ATÉ QUE ENFIM, QUASE UNÂNIMES
A lição de mais de três milênios que vem sendo repetida pelas gerações que sucederam os gregos das assembleias populares, está sendo passada a limpo.
Esqueçam a régua e o compasso. Concentrem-se em mouses e teclados.
Mas cuidado na esquina. O sinal pode fechar para nós que fomos jovens de ideias longas.
A infinita blogosfera atingiu os seus limites.
O que parecia uma terra de ninguém, já tem regras, regulamentos e xerifes.
Quem faz a demarcação das fronteiras são os provedores das redes sociais, os modernos agrimensores, novos delegados de bons costumes.
Os que se excedem, recebem cartão amarelo e na reincidência, podem ser condenados à morte no desterro.
Com direito a recorrer ao milagre da ressurreição, no paraíso dos perfis falsos.
Quem primeiro deu o alerta foi Umberto Eco (1932-2016) ao receber o título de doutor honoris causa da Universidade de Turim.
Entre tantos maravilhados com as inimagináveis possibilidades da comunicação universal, foi preciso no diagnóstico.
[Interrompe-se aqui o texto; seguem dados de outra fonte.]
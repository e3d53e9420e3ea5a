// Copyright (c) 2026, Chad Hogan
// All rights reserved.
//
// This source code is licensed under the BSD-3-Clause license found in the
// LICENSE file in the root directory of this source tree.

//! Mesh loading: Wavefront OBJ and STL (binary and ASCII).
//!
//! OBJ faces may be triangles or larger polygons; polygons are
//! fan-triangulated. STL format detection is by the record-count size check,
//! falling back to ASCII for files that begin with `solid`. STL vertices are
//! kept per-facet (duplicates preserved), as the format provides no sharing.

use std::io::{BufRead, BufReader};
use std::path::Path;

use crate::error::{Result, SdfError};
use crate::mesh::TriMesh;

fn parse_err(path: &Path, reason: String) -> SdfError {
    SdfError::MeshParse {
        path: path.display().to_string(),
        reason,
    }
}

/// Load a triangle mesh from a Wavefront OBJ file.
///
/// Supports `v` and `f` records; `f` entries may use the `v/vt/vn` index
/// syntax, from which only the vertex index is taken. Indices are 1-based.
/// Texture coordinates, normals, and all other record types are ignored.
pub fn load_obj(path: &Path) -> Result<TriMesh> {
    let file = std::fs::File::open(path)?;
    let reader = BufReader::new(file);

    let mut vertices: Vec<[f32; 3]> = Vec::new();
    let mut triangles: Vec<[u32; 3]> = Vec::new();

    for (lineno, line) in reader.lines().enumerate() {
        let line = line?;
        let mut tokens = line.split_whitespace();
        match tokens.next() {
            Some("v") => {
                let mut v = [0.0f32; 3];
                for coord in &mut v {
                    *coord = tokens
                        .next()
                        .and_then(|t| t.parse::<f32>().ok())
                        .ok_or_else(|| {
                            parse_err(path, format!("bad vertex on line {}", lineno + 1))
                        })?;
                }
                vertices.push(v);
            }
            Some("f") => {
                let mut indices: Vec<u32> = Vec::new();
                for token in tokens {
                    // "7", "7/1", and "7/1/3" all name vertex 7.
                    let vertex_field = token.split('/').next().unwrap_or("");
                    let idx: i64 = vertex_field.parse().map_err(|_| {
                        parse_err(path, format!("bad face index on line {}", lineno + 1))
                    })?;
                    if idx < 1 || idx as usize > vertices.len() {
                        return Err(parse_err(
                            path,
                            format!("face index {} out of range on line {}", idx, lineno + 1),
                        ));
                    }
                    indices.push((idx - 1) as u32);
                }
                if indices.len() < 3 {
                    return Err(parse_err(
                        path,
                        format!("face with {} vertices on line {}", indices.len(), lineno + 1),
                    ));
                }
                // Fan triangulation covers quads and larger polygons.
                for t in 1..indices.len() - 1 {
                    triangles.push([indices[0], indices[t], indices[t + 1]]);
                }
            }
            _ => {} // comments, normals, groups, materials
        }
    }

    TriMesh::new(vertices, triangles)
}

/// Load a triangle mesh from an STL file, auto-detecting binary vs ASCII.
pub fn load_stl(path: &Path) -> Result<TriMesh> {
    let bytes = std::fs::read(path)?;

    // A well-formed binary STL is exactly 84 + 50 * count bytes. The check
    // beats sniffing for "solid", which some binary exporters also emit.
    if bytes.len() >= 84 {
        let count = u32::from_le_bytes([bytes[80], bytes[81], bytes[82], bytes[83]]) as usize;
        if bytes.len() == 84 + 50 * count {
            return load_stl_binary(path, &bytes, count);
        }
    }
    if bytes.starts_with(b"solid") {
        return load_stl_ascii(path, &bytes);
    }
    Err(parse_err(
        path,
        "neither a valid binary nor ASCII STL file".to_string(),
    ))
}

fn load_stl_binary(path: &Path, bytes: &[u8], count: usize) -> Result<TriMesh> {
    let mut vertices = Vec::with_capacity(count * 3);
    let mut triangles = Vec::with_capacity(count);
    let f32_at = |offset: usize| {
        f32::from_le_bytes([
            bytes[offset],
            bytes[offset + 1],
            bytes[offset + 2],
            bytes[offset + 3],
        ])
    };
    for t in 0..count {
        // 50-byte record: normal (skipped), three corners, attribute count.
        let base = 84 + 50 * t + 12;
        for corner in 0..3 {
            let o = base + 12 * corner;
            vertices.push([f32_at(o), f32_at(o + 4), f32_at(o + 8)]);
        }
        let v = (3 * t) as u32;
        triangles.push([v, v + 1, v + 2]);
    }
    if triangles.is_empty() {
        return Err(parse_err(path, "binary STL contains no triangles".to_string()));
    }
    TriMesh::new(vertices, triangles)
}

fn load_stl_ascii(path: &Path, bytes: &[u8]) -> Result<TriMesh> {
    let text = std::str::from_utf8(bytes)
        .map_err(|_| parse_err(path, "ASCII STL is not valid UTF-8".to_string()))?;

    let mut vertices: Vec<[f32; 3]> = Vec::new();
    for (lineno, line) in text.lines().enumerate() {
        let mut tokens = line.split_whitespace();
        if tokens.next() == Some("vertex") {
            let mut v = [0.0f32; 3];
            for coord in &mut v {
                *coord = tokens
                    .next()
                    .and_then(|t| t.parse::<f32>().ok())
                    .ok_or_else(|| {
                        parse_err(path, format!("bad vertex on line {}", lineno + 1))
                    })?;
            }
            vertices.push(v);
        }
    }
    if vertices.is_empty() || vertices.len() % 3 != 0 {
        return Err(parse_err(
            path,
            format!(
                "ASCII STL has {} vertices (expected a positive multiple of 3)",
                vertices.len()
            ),
        ));
    }
    let triangles = (0..vertices.len() as u32 / 3)
        .map(|t| [3 * t, 3 * t + 1, 3 * t + 2])
        .collect();
    TriMesh::new(vertices, triangles)
}

/// Load a mesh, choosing the loader from the file extension
/// (case-insensitive).
pub fn load_mesh(path: &Path) -> Result<TriMesh> {
    match path.extension().and_then(|e| e.to_str()) {
        Some(ext) if ext.eq_ignore_ascii_case("obj") => load_obj(path),
        Some(ext) if ext.eq_ignore_ascii_case("stl") => load_stl(path),
        Some(ext) => Err(SdfError::UnsupportedFileFormat(ext.to_string())),
        None => Err(SdfError::UnsupportedFileFormat("(no extension)".to_string())),
    }
}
O drama da internet é que ela promoveu o idiota da aldeia a portador da verdade.
Sua crítica ao que representam as novas tecnologias na disseminação da informação, a cada dia vem sendo mais comprovada.
Elitismo intelectual à parte, o pensador italiano observou que a multidão silenciosa passava a ter o mesmo direito à palavra, antes reservada só aos sábios, merecedores de prêmio nobel.
Depois que os tipos móveis de Gutemberg foram trocados pelos editores de textos, os conflitos sobre o que se escreve, diz e mostra, ficaram tão histriônicos que os tribunais tiveram de tomar providências e formar jurisprudência.
E o conceito da liberdade de expressão deixou de ser irrestrito.
As novas regras são claras.
Qualquer um pode externar suas ideias até a fronteira, sem linhas demarcadas, do prejuízo ao outro ou à sociedade.
Nas ágoras helênicas, todo cidadão ou bobo da vila podia expressar seus pensamentos mesmo os não aceitos pelo senso comum.
No mundo virtual, onde fincar as porteiras, eis a questão. E o X.
A pandemia parece ter em seu exército, uma divisão de inteligência que cuida de mostrar a verdade, sem verniz nem filtros.
O tempo e o avanço da doença desmontam narrativas, calam sapiências, desnudam vestais, negam propagandas, dissolvem pés de barro.
A aldeia de McLuhan fala muitas línguas mas só entende a linguagem do perigo.
Quando outro valor mais alto se alevanta, cessa tudo. Até o que a antiga musa cantava.
Quem haveria de pensar que uma dose de meio mililitro da mais preciosa poção já preparada pelo gênio humano, apagasse o fogo das paixões ideológicas.
Excluídos os mentecaptos, a vacina foi aceita por todos.